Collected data
________

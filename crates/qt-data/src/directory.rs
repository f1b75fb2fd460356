//! Built-in directory of well-known filers, used for name/ticker lookups and
//! as the search fallback when EDGAR is unreachable.

use qt_types::{Cik, Company};

/// Upper bound on search results returned to the caller.
pub const MAX_SEARCH_RESULTS: usize = 20;

static POPULAR: [(u64, &str, &str, &str); 10] = [
    (320193, "Apple Inc.", "AAPL", "NASDAQ"),
    (1318605, "Tesla Inc.", "TSLA", "NASDAQ"),
    (789019, "Microsoft Corp.", "MSFT", "NASDAQ"),
    (1018724, "Amazon.com Inc.", "AMZN", "NASDAQ"),
    (1652044, "Alphabet Inc.", "GOOGL", "NASDAQ"),
    (51143, "International Business Machines Corp.", "IBM", "NYSE"),
    (1326801, "Meta Platforms Inc.", "META", "NASDAQ"),
    (1045810, "NVIDIA Corp.", "NVDA", "NASDAQ"),
    (21344, "Coca-Cola Co.", "KO", "NYSE"),
    (200406, "Johnson & Johnson", "JNJ", "NYSE"),
];

pub fn popular_companies() -> Vec<Company> {
    POPULAR
        .iter()
        .map(|&(cik, name, ticker, exchange)| {
            Company::new(Cik::from_number(cik), name, ticker).with_exchange(exchange)
        })
        .collect()
}

fn lookup(cik: &Cik) -> Option<&'static (u64, &'static str, &'static str, &'static str)> {
    POPULAR
        .iter()
        .find(|(number, ..)| Cik::from_number(*number) == *cik)
}

/// Display name for `cik`, or `Company <cik>` when it is not a known filer.
pub fn company_name(cik: &Cik) -> String {
    lookup(cik)
        .map(|(_, name, ..)| name.to_string())
        .unwrap_or_else(|| format!("Company {}", cik))
}

/// Ticker for `cik`, or `N/A` when it is not a known filer.
pub fn company_ticker(cik: &Cik) -> String {
    lookup(cik)
        .map(|(_, _, ticker, _)| ticker.to_string())
        .unwrap_or_else(|| "N/A".to_string())
}

/// Company record for a report header.
pub fn company_for(cik: &Cik) -> Company {
    let company = Company::new(cik.clone(), &company_name(cik), &company_ticker(cik));
    match lookup(cik) {
        Some((.., exchange)) => company.with_exchange(exchange),
        None => company,
    }
}

/// Keep companies whose ticker or name contains `query`, capped at
/// [`MAX_SEARCH_RESULTS`], preserving input order.
pub fn filter_companies<I>(companies: I, query: &str) -> Vec<Company>
where
    I: IntoIterator<Item = Company>,
{
    companies
        .into_iter()
        .filter(|company| company.matches(query))
        .take(MAX_SEARCH_RESULTS)
        .collect()
}

#[cfg(test)]
mod tests {
    use super::*;

    #[test]
    fn known_cik_resolves_name_and_ticker() {
        let cik = Cik::parse("320193").unwrap();
        assert_eq!(company_name(&cik), "Apple Inc.");
        assert_eq!(company_ticker(&cik), "AAPL");
        assert_eq!(company_for(&cik).exchange.as_deref(), Some("NASDAQ"));
    }

    #[test]
    fn unknown_cik_uses_placeholders() {
        let cik = Cik::parse("42").unwrap();
        assert_eq!(company_name(&cik), "Company 0000000042");
        assert_eq!(company_ticker(&cik), "N/A");
        assert!(company_for(&cik).exchange.is_none());
    }

    #[test]
    fn filter_matches_ticker_and_name() {
        let results = filter_companies(popular_companies(), "co");
        let tickers: Vec<_> = results.iter().map(|c| c.ticker.as_str()).collect();
        // "Coca-Cola Co." by name, "Microsoft Corp." / "NVIDIA Corp." / "IBM ... Corp." by name.
        assert!(tickers.contains(&"KO"));
        assert!(tickers.contains(&"MSFT"));
        assert!(!tickers.contains(&"AAPL"));

        let results = filter_companies(popular_companies(), "TSLA");
        assert_eq!(results.len(), 1);
        assert_eq!(results[0].name, "Tesla Inc.");
    }

    #[test]
    fn filter_caps_result_count() {
        let many = (1..=50u64).map(|n| Company::new(Cik::from_number(n), "Acme Holdings", "ACME"));
        assert_eq!(filter_companies(many, "acme").len(), MAX_SEARCH_RESULTS);
    }
}
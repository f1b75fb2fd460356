use serde::{Deserialize, Serialize};
use std::fmt;
use std::str::FromStr;

use crate::errors::DataError;

/// Width of a zero-padded CIK as used in EDGAR URLs.
pub const CIK_WIDTH: usize = 10;

/// Regulator-assigned Central Index Key, always stored zero-padded to ten digits.
#[derive(Debug, Clone, PartialEq, Eq, Hash, PartialOrd, Ord, Serialize, Deserialize)]
#[serde(try_from = "String", into = "String")]
pub struct Cik(String);

impl Cik {
    /// Parse a CIK from user input. Accepts 1-10 ASCII digits, surrounding
    /// whitespace is ignored.
    pub fn parse(input: &str) -> Result<Self, DataError> {
        let trimmed = input.trim();
        let invalid = |reason: &str| DataError::InvalidCik {
            input: input.to_string(),
            reason: reason.to_string(),
        };

        if trimmed.is_empty() {
            return Err(invalid("empty"));
        }
        if trimmed.len() > CIK_WIDTH {
            return Err(invalid("longer than 10 digits"));
        }
        if !trimmed.bytes().all(|b| b.is_ascii_digit()) {
            return Err(invalid("must contain only digits"));
        }

        Ok(Self(format!("{:0>width$}", trimmed, width = CIK_WIDTH)))
    }

    /// Build a CIK from the numeric form found in `company_tickers.json`.
    pub fn from_number(number: u64) -> Self {
        Self(format!("{:0>width$}", number, width = CIK_WIDTH))
    }

    pub fn as_str(&self) -> &str {
        &self.0
    }
}

impl fmt::Display for Cik {
    fn fmt(&self, f: &mut fmt::Formatter<'_>) -> fmt::Result {
        f.write_str(&self.0)
    }
}

impl FromStr for Cik {
    type Err = DataError;

    fn from_str(s: &str) -> Result<Self, Self::Err> {
        Self::parse(s)
    }
}

impl TryFrom<String> for Cik {
    type Error = DataError;

    fn try_from(value: String) -> Result<Self, Self::Error> {
        Self::parse(&value)
    }
}

impl From<Cik> for String {
    fn from(cik: Cik) -> Self {
        cik.0
    }
}

/// A public filing entity as shown in search results
#[derive(Debug, Clone, PartialEq, Eq, Serialize, Deserialize)]
pub struct Company {
    pub cik: Cik,
    pub name: String,
    pub ticker: String,
    #[serde(default, skip_serializing_if = "Option::is_none")]
    pub exchange: Option<String>,
}

impl Company {
    pub fn new(cik: Cik, name: &str, ticker: &str) -> Self {
        Self {
            cik,
            name: name.to_string(),
            ticker: ticker.to_string(),
            exchange: None,
        }
    }

    pub fn with_exchange(mut self, exchange: &str) -> Self {
        self.exchange = Some(exchange.to_string());
        self
    }

    /// Case-insensitive substring match on ticker or name.
    pub fn matches(&self, query: &str) -> bool {
        let needle = query.to_lowercase();
        self.ticker.to_lowercase().contains(&needle) || self.name.to_lowercase().contains(&needle)
    }
}

impl fmt::Display for Company {
    fn fmt(&self, f: &mut fmt::Formatter<'_>) -> fmt::Result {
        write!(f, "{} ({}, CIK {})", self.name, self.ticker, self.cik)
    }
}

#[cfg(test)]
mod tests {
    use super::*;

    #[test]
    fn cik_is_zero_padded() {
        let cik = Cik::parse("320193").unwrap();
        assert_eq!(cik.as_str(), "0000320193");
        assert_eq!(Cik::from_number(320193), cik);
        assert_eq!(" 0000320193 ".parse::<Cik>().unwrap(), cik);
    }

    #[test]
    fn cik_rejects_bad_input() {
        assert!(Cik::parse("").is_err());
        assert!(Cik::parse("AAPL").is_err());
        assert!(Cik::parse("12345678901").is_err());
        assert!(Cik::parse("-1").is_err());
    }

    #[test]
    fn cik_serializes_as_string() {
        let cik = Cik::parse("789019").unwrap();
        let json = serde_json::to_string(&cik).unwrap();
        assert_eq!(json, "\"0000789019\"");
        let back: Cik = serde_json::from_str("\"789019\"").unwrap();
        assert_eq!(back, cik);
        assert!(serde_json::from_str::<Cik>("\"abc\"").is_err());
    }

    #[test]
    fn company_matches_ticker_or_name() {
        let apple = Company::new(Cik::from_number(320193), "Apple Inc.", "AAPL")
            .with_exchange("NASDAQ");
        assert!(apple.matches("aapl"));
        assert!(apple.matches("APPLE"));
        assert!(apple.matches("inc"));
        assert!(!apple.matches("tesla"));
    }

    #[test]
    fn company_omits_missing_exchange() {
        let company = Company::new(Cik::from_number(1), "Example", "EX");
        let json = serde_json::to_value(&company).unwrap();
        assert!(json.get("exchange").is_none());
        assert_eq!(json["cik"], "0000000001");
    }
}
//! Stable content hashing.
//!
//! Content hashes, ruleset checksums, input hashes and default idempotency
//! keys are all blake3 digests over a domain tag followed by the canonical
//! JSON encoding of the value. Canonical here means: struct fields in
//! declaration order, maps as `BTreeMap`, decimals as strings.

use blake3::Hasher;
use serde::Serialize;

use crate::error::CalcError;

/// Domain tag for rule content hashes.
pub const RULE_DOMAIN: &str = "factforge/rule/v1";
/// Domain tag for ruleset checksums.
pub const RULESET_DOMAIN: &str = "factforge/ruleset/v1";
/// Domain tag for client data hashes.
pub const INPUTS_DOMAIN: &str = "factforge/inputs/v1";
/// Domain tag for request fingerprints.
pub const REQUEST_DOMAIN: &str = "factforge/request/v1";

/// Hex blake3 digest of `bytes` under a domain tag.
#[must_use]
pub fn digest_bytes(domain: &str, bytes: &[u8]) -> String {
    let mut h = Hasher::new();
    h.update(domain.as_bytes());
    h.update(&[0]);
    h.update(bytes);
    h.finalize().to_hex().to_string()
}

/// Hex blake3 digest of the canonical JSON encoding of `value`.
///
/// # Errors
///
/// Returns `CalcError::Internal` if the value cannot be serialized.
pub fn digest_json<T: Serialize + ?Sized>(domain: &str, value: &T) -> Result<String, CalcError> {
    let bytes = serde_json::to_vec(value)?;
    Ok(digest_bytes(domain, &bytes))
}

#[cfg(test)]
mod tests {
    use super::*;

    use std::collections::BTreeMap;

    #[test]
    fn digest_is_stable_and_domain_separated() {
        let a = digest_bytes(RULE_DOMAIN, b"payload");
        let b = digest_bytes(RULE_DOMAIN, b"payload");
        let c = digest_bytes(RULESET_DOMAIN, b"payload");
        assert_eq!(a, b);
        assert_ne!(a, c);
        assert_eq!(a.len(), 64);
        assert_eq!(hex::decode(&a).unwrap().len(), 32);
    }

    #[test]
    fn map_insertion_order_does_not_matter() {
        let mut first = BTreeMap::new();
        first.insert("salary", "100000");
        first.insert("deductions", "2500");
        let mut second = BTreeMap::new();
        second.insert("deductions", "2500");
        second.insert("salary", "100000");
        assert_eq!(
            digest_json(INPUTS_DOMAIN, &first).unwrap(),
            digest_json(INPUTS_DOMAIN, &second).unwrap()
        );
    }
}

________

● Problem description: Return exactly the run of lines that opens with the one containing "Ok(digest_bytes(domain, &bytes))" and closes with the last line of the records above.

● Exercise answer:
    Ok(digest_bytes(domain, &bytes))
}

#[cfg(test)]
mod tests {
    use super::*;

    use std::collections::BTreeMap;

    #[test]
    fn digest_is_stable_and_domain_separated() {
        let a = digest_bytes(RULE_DOMAIN, b"payload");
        let b = digest_bytes(RULE_DOMAIN, b"payload");
        let c = digest_bytes(RULESET_DOMAIN, b"payload");
        assert_eq!(a, b);
        assert_ne!(a, c);
        assert_eq!(a.len(), 64);
        assert_eq!(hex::decode(&a).unwrap().len(), 32);
    }

    #[test]
    fn map_insertion_order_does_not_matter() {
        let mut first = BTreeMap::new();
        first.insert("salary", "100000");
        first.insert("deductions", "2500");
        let mut second = BTreeMap::new();
        second.insert("deductions", "2500");
        second.insert("salary", "100000");
        assert_eq!(
            digest_json(INPUTS_DOMAIN, &first).unwrap(),
            digest_json(INPUTS_DOMAIN, &second).unwrap()
        );
    }
}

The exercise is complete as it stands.